[Assigned task] Print, in exact form, the lines below from the one containing "assert_eq!(fs::read(&path).unwrap(), patched);" through the one containing "let from = source_entry.resolve_block(lbn)?;", and omit all others.

▼

//! Convert an indented plain-text option list into wiki markup.
//!
//! Option lines start in column 0 with `-` and become `;` definition terms.
//! The indented text under an option becomes `:` definitions, one per
//! paragraph.  Text indented deeper than the first description line is kept
//! verbatim inside `<pre>`.  Anything else in column 0 is copied through.

use std::io::{self, BufRead, Write};

const TAB_WIDTH: usize = 8;

#[derive(Clone, Copy, Debug, PartialEq, Eq)]
pub enum Mode {
    /// Plain text between options.
    Outside,
    /// Just after an option line, before its description.
    Option,
    /// Inside an option's description.
    Description,
}

/// Width of the leading whitespace, with tabs advancing to the next tab stop,
/// and the text after it.
fn indentation(line: &str) -> (usize, &str) {
    let mut width = 0;
    for (i, c) in line.char_indices() {
        match c {
            ' ' => width += 1,
            '\t' => width = (width / TAB_WIDTH + 1) * TAB_WIDTH,
            _ => return (width, &line[i..]),
        }
    }
    (width, "")
}

/// Line-at-a-time converter state.
#[derive(Debug)]
pub struct Reflow {
    mode: Mode,
    preserve: bool,
    base_indent: usize,
    paragraph: Vec<String>,
    pending_blanks: usize,
}

impl Default for Reflow {
    fn default() -> Reflow {
        Reflow::new()
    }
}

impl Reflow {
    pub fn new() -> Reflow {
        Reflow {
            mode: Mode::Outside,
            preserve: false,
            base_indent: 0,
            paragraph: vec![],
            pending_blanks: 0,
        }
    }

    pub fn mode(&self) -> Mode {
        self.mode
    }

    pub fn preserving(&self) -> bool {
        self.preserve
    }

    fn flush_paragraph<W: Write + ?Sized>(&mut self, out: &mut W) -> io::Result<()> {
        if !self.paragraph.is_empty() {
            writeln!(out, ":{}", self.paragraph.join(" "))?;
            self.paragraph.clear();
        }
        Ok(())
    }

    fn close_preserve<W: Write + ?Sized>(&mut self, out: &mut W) -> io::Result<()> {
        if self.preserve {
            writeln!(out, "</pre>")?;
            self.preserve = false;
        }
        // Blank lines at the end of a preserved block are dropped.
        self.pending_blanks = 0;
        Ok(())
    }

    fn end_description<W: Write + ?Sized>(&mut self, out: &mut W) -> io::Result<()> {
        self.flush_paragraph(out)?;
        self.close_preserve(out)
    }

    fn blank<W: Write + ?Sized>(&mut self, out: &mut W) -> io::Result<()> {
        match self.mode {
            Mode::Outside => writeln!(out),
            Mode::Option => Ok(()),
            Mode::Description if self.preserve => {
                self.pending_blanks += 1;
                Ok(())
            }
            Mode::Description => self.flush_paragraph(out),
        }
    }

    fn description<W: Write + ?Sized>(
        &mut self,
        indent: usize,
        text: &str,
        out: &mut W,
    ) -> io::Result<()> {
        if indent > self.base_indent {
            if self.preserve {
                for _ in 0..self.pending_blanks {
                    writeln!(out)?;
                }
                self.pending_blanks = 0;
            } else {
                self.flush_paragraph(out)?;
                writeln!(out, "<pre>")?;
                self.preserve = true;
            }
            writeln!(out, "{}{}", " ".repeat(indent - self.base_indent), text)
        } else {
            self.close_preserve(out)?;
            self.base_indent = indent;
            self.paragraph.push(text.to_string());
            Ok(())
        }
    }

    /// Feed one input line (without its line terminator).
    pub fn line<W: Write + ?Sized>(&mut self, line: &str, out: &mut W) -> io::Result<()> {
        let line = line.trim_end();
        if line.is_empty() {
            return self.blank(out);
        }
        let (indent, text) = indentation(line);
        if indent == 0 {
            self.end_description(out)?;
            if text.starts_with('-') {
                writeln!(out, ";{}", text)?;
                self.mode = Mode::Option;
            } else {
                writeln!(out, "{}", text)?;
                self.mode = Mode::Outside;
            }
            return Ok(());
        }
        match self.mode {
            Mode::Outside => writeln!(out, "{}", line),
            Mode::Option => {
                self.mode = Mode::Description;
                self.base_indent = indent;
                self.paragraph.push(text.to_string());
                Ok(())
            }
            Mode::Description => self.description(indent, text, out),
        }
    }

    /// Flush whatever is still open at the end of the input.
    pub fn finish<W: Write + ?Sized>(mut self, out: &mut W) -> io::Result<()> {
        self.end_description(out)
    }
}

pub fn convert<R: BufRead, W: Write + ?Sized>(input: R, out: &mut W) -> io::Result<()> {
    let mut reflow = Reflow::new();
    for line in input.lines() {
        reflow.line(&line?, out)?;
    }
    reflow.finish(out)
}

#[cfg(test)]
mod tests {
    use super::*;

    fn run(input: &str) -> String {
        let mut out = Vec::new();
        convert(input.as_bytes(), &mut out).unwrap();
        String::from_utf8(out).unwrap()
    }

    #[test]
    fn test_indentation() {
        assert_eq!(indentation("abc"), (0, "abc"));
        assert_eq!(indentation("   abc"), (3, "abc"));
        assert_eq!(indentation("\tabc"), (8, "abc"));
        assert_eq!(indentation("  \t abc"), (9, "abc"));
        assert_eq!(indentation("    "), (4, ""));
    }

    #[test]
    fn test_convert() {
        let input = "\
Options for the map compiler.

--output-dir=dir
    Write output files to dir. The
    directory must exist.

    Second paragraph.
        example --output-dir=/tmp

        more example

    After the example.
--help
Trailer
";
        let expected = "\
Options for the map compiler.

;--output-dir=dir
:Write output files to dir. The directory must exist.
:Second paragraph.
<pre>
    example --output-dir=/tmp

    more example
</pre>
:After the example.
;--help
Trailer
";
        assert_eq!(run(input), expected);
    }

    #[test]
    fn test_unterminated_blocks() {
        assert_eq!(
            run("-a\n\tone\n\t\ttwo"),
            ";-a\n:one\n<pre>\n        two\n</pre>\n"
        );
    }

    #[test]
    fn test_outside_indented_text() {
        assert_eq!(run("Intro\n   indented\n-x\n"), "Intro\n   indented\n;-x\n");
    }

    #[test]
    fn test_modes() {
        let mut reflow = Reflow::new();
        let mut out = Vec::new();
        assert_eq!(reflow.mode(), Mode::Outside);
        reflow.line("--opt", &mut out).unwrap();
        assert_eq!(reflow.mode(), Mode::Option);
        reflow.line("  text", &mut out).unwrap();
        assert_eq!(reflow.mode(), Mode::Description);
        reflow.line("    code", &mut out).unwrap();
        assert!(reflow.preserving());
        reflow.line("  text", &mut out).unwrap();
        assert!(!reflow.preserving());
        reflow.line("plain", &mut out).unwrap();
        assert_eq!(reflow.mode(), Mode::Outside);
    }
}
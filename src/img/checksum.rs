//! Whole-image 8-bit checksum
//!
//! The bytes of a valid image sum to zero modulo 256.  Byte 15 of the
//! header exists to make that true.

use std::fs::{File, OpenOptions};
use std::io;
use std::path::Path;

use log::{debug, info};
use memmap::MmapOptions;

use crate::img::error::ImgError;
use crate::img::image::BLOCK_SIZE;

/// Byte patched to bring the checksum to zero.
pub const CHECKSUM_OFFSET: usize = 15;

/// Running two's-complement sum over the buffer, one block at a time.  A
/// trailing partial block is summed as-is.
pub fn sum(bytes: &[u8]) -> u8 {
    bytes.chunks(BLOCK_SIZE).fold(0u8, |total, chunk| {
        chunk.iter().fold(total, |total, &b| total.wrapping_add(b))
    })
}

/// Compute the checksum of a whole file.
pub fn compute<P: AsRef<Path>>(path: P) -> io::Result<u8> {
    let file = File::open(path)?;
    if file.metadata()?.len() == 0 {
        return Ok(0);
    }
    let mmap = unsafe { MmapOptions::new().map(&file)? };
    Ok(sum(&mmap))
}

/// The outcome of `fix`.
#[derive(Clone, Copy, Debug, PartialEq, Eq)]
pub struct Patch {
    /// Checksum before patching.
    pub sum: u8,
    /// Old and new value of the checksum byte, if it had to change.
    pub changed: Option<(u8, u8)>,
}

/// The value the checksum byte needs so that a buffer summing to `sum`
/// sums to zero instead.
#[inline]
pub fn correction(sum: u8, current: u8) -> u8 {
    current.wrapping_sub(sum)
}

/// Patch the checksum byte of `bytes` in place.
pub fn fix_bytes(bytes: &mut [u8]) -> io::Result<Patch> {
    let total = sum(bytes);
    if total == 0 {
        return Ok(Patch {
            sum: 0,
            changed: None,
        });
    }
    if bytes.len() <= CHECKSUM_OFFSET {
        return Err(ImgError::InvalidOffset.into());
    }
    let old = bytes[CHECKSUM_OFFSET];
    let new = correction(total, old);
    bytes[CHECKSUM_OFFSET] = new;
    Ok(Patch {
        sum: total,
        changed: Some((old, new)),
    })
}

/// Bring the checksum of the file at `path` to zero by rewriting byte 15.
/// Running it again on the result changes nothing.
pub fn fix<P: AsRef<Path>>(path: P) -> io::Result<Patch> {
    let path = path.as_ref();
    let file = OpenOptions::new().read(true).write(true).open(path)?;
    if file.metadata()?.len() == 0 {
        debug!("{} is empty", path.display());
        return Ok(Patch {
            sum: 0,
            changed: None,
        });
    }
    let mut mmap = unsafe { MmapOptions::new().map_mut(&file)? };
    let patch = fix_bytes(&mut mmap)?;
    if let Some((old, new)) = patch.changed {
        mmap.flush()?;
        info!(
            "{}: checksum 0x{:02x}, byte {} 0x{:02x} -> 0x{:02x}",
            path.display(),
            patch.sum,
            CHECKSUM_OFFSET,
            old,
            new
        );
    }
    Ok(patch)
}

#[cfg(test)]
mod tests {
    use super::*;
    use std::env;
    use std::fs;
    use std::path::PathBuf;
    use std::process;

    fn temp_path(name: &str) -> PathBuf {
        env::temp_dir().join(format!("imgblk-checksum-{}-{}", process::id(), name))
    }

    #[test]
    fn test_sum() {
        assert_eq!(sum(&[]), 0);
        assert_eq!(sum(&[1, 2, 3]), 6);
        assert_eq!(sum(&[0xff, 0x02]), 0x01);
        // Partial trailing block.
        let bytes = vec![1u8; BLOCK_SIZE + 3];
        assert_eq!(sum(&bytes), ((BLOCK_SIZE + 3) % 256) as u8);
    }

    #[test]
    fn test_fix_bytes() {
        let mut bytes: Vec<u8> = (0..1000u32).map(|i| (i * 7) as u8).collect();
        let before = sum(&bytes);
        assert_ne!(before, 0);
        let patch = fix_bytes(&mut bytes).unwrap();
        assert_eq!(patch.sum, before);
        assert!(patch.changed.is_some());
        assert_eq!(sum(&bytes), 0);

        let again = fix_bytes(&mut bytes).unwrap();
        assert_eq!(again, Patch { sum: 0, changed: None });
    }

    #[test]
    fn test_fix_too_short() {
        let mut bytes = vec![1u8; CHECKSUM_OFFSET];
        assert!(fix_bytes(&mut bytes).unwrap_err() == ImgError::InvalidOffset);

        // A zero sum needs no patch, however short the buffer.
        let mut zeros = vec![0u8; 3];
        assert_eq!(fix_bytes(&mut zeros).unwrap().changed, None);
    }

    #[test]
    fn test_fix_file() {
        let path = temp_path("fix");
        let contents: Vec<u8> = (0..(3 * BLOCK_SIZE + 17)).map(|i| (i % 251) as u8).collect();
        fs::write(&path, &contents).unwrap();

        let patch = fix(&path).unwrap();
        assert_eq!(patch.sum, sum(&contents));
        assert_eq!(compute(&path).unwrap(), 0);

        let patched = fs::read(&path).unwrap();
        assert_eq!(patched.len(), contents.len());
        for (i, (a, b)) in contents.iter().zip(patched.iter()).enumerate() {
            if i != CHECKSUM_OFFSET {
                assert_eq!(a, b);
            }
        }

        let second = fix(&path).unwrap();
        assert_eq!(second.changed, None);
        assert_eq!(fs::read(&path).unwrap(), patched);
        fs::remove_file(&path).unwrap();
    }

    #[test]
    fn test_empty_file() {
        let path = temp_path("empty");
        fs::write(&path, b"").unwrap();
        assert_eq!(compute(&path).unwrap(), 0);
        assert_eq!(fix(&path).unwrap().changed, None);
        fs::remove_file(&path).unwrap();
    }
}
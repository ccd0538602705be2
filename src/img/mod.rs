//! Block-level access to map image containers.
//!
//! An image is a flat file of 512-byte blocks.  A handful of blocks near the
//! start of the image are directory blocks; each names a sub-file with a
//! three byte type tag and carries a table translating the sub-file's
//! logical block numbers into physical block numbers of the image.

mod error;
mod image;

pub mod checksum;
pub mod directory;
pub mod header;

use std::io;
use std::path::Path;

use log::debug;

pub use self::directory::{
    directory, entries, find_entry, parse_tag, Directory, DirectoryEntry, Tag,
};
pub use self::error::ImgError;
pub use self::header::ImgHeader;
pub use self::image::{Image, BLOCK_SIZE};

/// Open an image for reading and writing.
pub fn open<P: AsRef<Path>>(path: P) -> io::Result<Image> {
    Image::open(path)
}

/// Copy logical block `lbn` of the sub-file tagged `tag` from one image to
/// the same logical block of the same sub-file in another image.  Returns
/// the physical block numbers read from and written to.
pub fn copy_logical_block(
    source: &Image,
    target: &Image,
    tag: &Tag,
    lbn: usize,
) -> io::Result<(u16, u16)> {
    let source_entry = find_entry(source, tag)?.ok_or(ImgError::EntryNotFound)?;
    let target_entry = find_entry(target, tag)?.ok_or(ImgError::EntryNotFound)?;
    let data = source_entry.read_logical_block(lbn)?;
    target_entry.write_logical_block(lbn, &data)?;
    let from = source_entry.resolve_block(lbn)?;
    let to = target_entry.resolve_block(lbn)?;
    debug!(
        "copied {} logical block {}: physical {} -> {}",
        String::from_utf8_lossy(tag),
        lbn,
        from,
        to
    );
    Ok((from, to))
}

#[cfg(test)]
mod tests {
    use super::*;
    use crate::img::directory::tests::directory_block;

    #[test]
    fn test_copy_logical_block() {
        let source = Image::open_memory(16);
        let target = Image::open_memory(16);
        source
            .write_block(3, &directory_block("SRC", b"RGN", 0, &[12, 13]))
            .unwrap();
        target
            .write_block(8, &directory_block("DST", b"RGN", 0, &[14, 15]))
            .unwrap();
        let payload: Vec<u8> = (0..BLOCK_SIZE).map(|i| (i % 13) as u8).collect();
        source.write_block(13, &payload).unwrap();

        assert_eq!(copy_logical_block(&source, &target, b"RGN", 1).unwrap(), (13, 15));
        assert_eq!(target.read_block(15).unwrap(), payload);
        assert_eq!(target.read_block(14).unwrap(), vec![0u8; BLOCK_SIZE]);
    }

    #[test]
    fn test_copy_missing_entry() {
        let source = Image::open_memory(16);
        let target = Image::open_memory(16);
        source
            .write_block(3, &directory_block("SRC", b"RGN", 0, &[12]))
            .unwrap();
        let e = copy_logical_block(&source, &target, b"RGN", 0).unwrap_err();
        assert!(e == ImgError::EntryNotFound);
        assert_eq!(e.kind(), io::ErrorKind::NotFound);
    }
}
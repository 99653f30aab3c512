//! Error types for command dispatch.

use std::path::PathBuf;

#[derive(Debug, thiserror::Error)]
pub enum DispatchError {
    /// Too few or too many positional arguments
    #[error("Wrong number of arguments")]
    Usage,

    #[error("Invalid node selector '{selector}': expected an index in 0..{count}")]
    InvalidNodeSelector { selector: String, count: usize },

    #[error("Unknown command: {0}")]
    UnknownCommand(String),

    #[error("Command '{0}' requires an argument")]
    MissingArgument(String),

    #[error("You should specify a file to send")]
    MissingFilename,

    #[error("File not found: {}", .0.display())]
    FileNotFound(PathBuf),

    #[error("Unable to read {}: {source}", path.display())]
    FileUnreadable {
        path: PathBuf,
        #[source]
        source: std::io::Error,
    },

    /// Node registry or command table rejected at load time
    #[error("Invalid command table: {0}")]
    InvalidTable(String),

    /// Publish, subscribe or connect failure reported by the link
    #[error("Transport error: {0}")]
    Transport(String),

    #[error("Output error: {0}")]
    Output(#[from] std::io::Error),
}

pub type Result<T> = std::result::Result<T, DispatchError>;

impl DispatchError {
    pub fn transport(err: anyhow::Error) -> Self {
        DispatchError::Transport(format!("{:#}", err))
    }
}

#[cfg(test)]
mod tests {
    use super::*;

    #[test]
    fn test_error_display() {
        let err = DispatchError::InvalidNodeSelector { selector: "99".to_string(), count: 3 };
        assert_eq!(err.to_string(), "Invalid node selector '99': expected an index in 0..3");

        let err = DispatchError::FileNotFound(PathBuf::from("/tmp/none.txt"));
        assert!(err.to_string().contains("/tmp/none.txt"));
    }

    #[test]
    fn test_transport_keeps_context() {
        let err = anyhow::anyhow!("connection refused").context("publish failed");
        let err = DispatchError::transport(err);
        assert_eq!(err.to_string(), "Transport error: publish failed: connection refused");
    }
}
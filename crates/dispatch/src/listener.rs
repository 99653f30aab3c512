//! Listen mode: print what a node reports until the link goes away.

use std::io::Write;

use link::{LinkEvent, NodeMessage};
use tokio::sync::mpsc;

use crate::error::{DispatchError, Result};

/// Renders one inbound message, or `None` when it belongs to another node.
pub fn format_message(node_id: &str, msg: &NodeMessage) -> Option<String> {
    if !msg.topic.contains(node_id) {
        return None;
    }

    let body = match msg.cover_position() {
        Some(pos) => format!("position={} ticks={}", pos.position, pos.ticks),
        None => msg.payload_str().into_owned(),
    };

    Some(match msg.report_kind() {
        Some(kind) => format!("[{}] {}  {}", kind, msg.topic, body),
        None => format!("{}  {}", msg.topic, body),
    })
}

/// Writes every matching message to `out`. Returns when the link reports a
/// disconnect, which is always an error since nothing asks it to stop.
pub async fn listen<W: Write>(
    event_rx: &mut mpsc::UnboundedReceiver<LinkEvent>,
    node_id: &str,
    mut out: W,
) -> Result<usize> {
    let mut printed = 0;
    while let Some(event) = event_rx.recv().await {
        match event {
            LinkEvent::Message(msg) => {
                if let Some(line) = format_message(node_id, &msg) {
                    writeln!(out, "{}", line)?;
                    out.flush()?;
                    printed += 1;
                } else {
                    tracing::debug!("Skipping message for other node on {}", msg.topic);
                }
            }
            LinkEvent::Connected => tracing::info!("Listening for {}", node_id),
            LinkEvent::Disconnected => break,
        }
    }
    Err(DispatchError::Transport(format!(
        "connection to broker lost after {} messages",
        printed
    )))
}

▲

[Result]
        assert_eq!(fs::read(&path).unwrap(), patched);
        fs::remove_file(&path).unwrap();
    }

    #[test]
    fn test_empty_file() {
        let path = temp_path("empty");
        fs::write(&path, b"").unwrap();
        assert_eq!(compute(&path).unwrap(), 0);
        assert_eq!(fix(&path).unwrap().changed, None);
        fs::remove_file(&path).unwrap();
    }
}
repository ccd0538602705be2
filename src/img/mod.rs
//! Block-level access to map image containers.
//!
//! An image is a flat file of 512-byte blocks.  A handful of blocks near the
//! start of the image are directory blocks; each names a sub-file with a
//! three byte type tag and carries a table translating the sub-file's
//! logical block numbers into physical block numbers of the image.

mod error;
mod image;

pub mod checksum;
pub mod directory;
pub mod header;

use std::io;
use std::path::Path;

use log::debug;

pub use self::directory::{
    directory, entries, find_entry, parse_tag, Directory, DirectoryEntry, Tag,
};
pub use self::error::ImgError;
pub use self::header::ImgHeader;
pub use self::image::{Image, BLOCK_SIZE};

/// Open an image for reading and writing.
pub fn open<P: AsRef<Path>>(path: P) -> io::Result<Image> {
    Image::open(path)
}

/// Copy logical block `lbn` of the sub-file tagged `tag` from one image to
/// the same logical block of the same sub-file in another image.  Returns
/// the physical block numbers read from and written to.
pub fn copy_logical_block(
    source: &Image,
    target: &Image,
    tag: &Tag,
    lbn: usize,
) -> io::Result<(u16, u16)> {
    let source_entry = find_entry(source, tag)?.ok_or(ImgError::EntryNotFound)?;
    let target_entry = find_entry(target, tag)?.ok_or(ImgError::EntryNotFound)?;
    let data = source_entry.read_logical_block(lbn)?;
    target_entry.write_logical_block(lbn, &data)?;
    let from = source_entry.resolve_block(lbn)?;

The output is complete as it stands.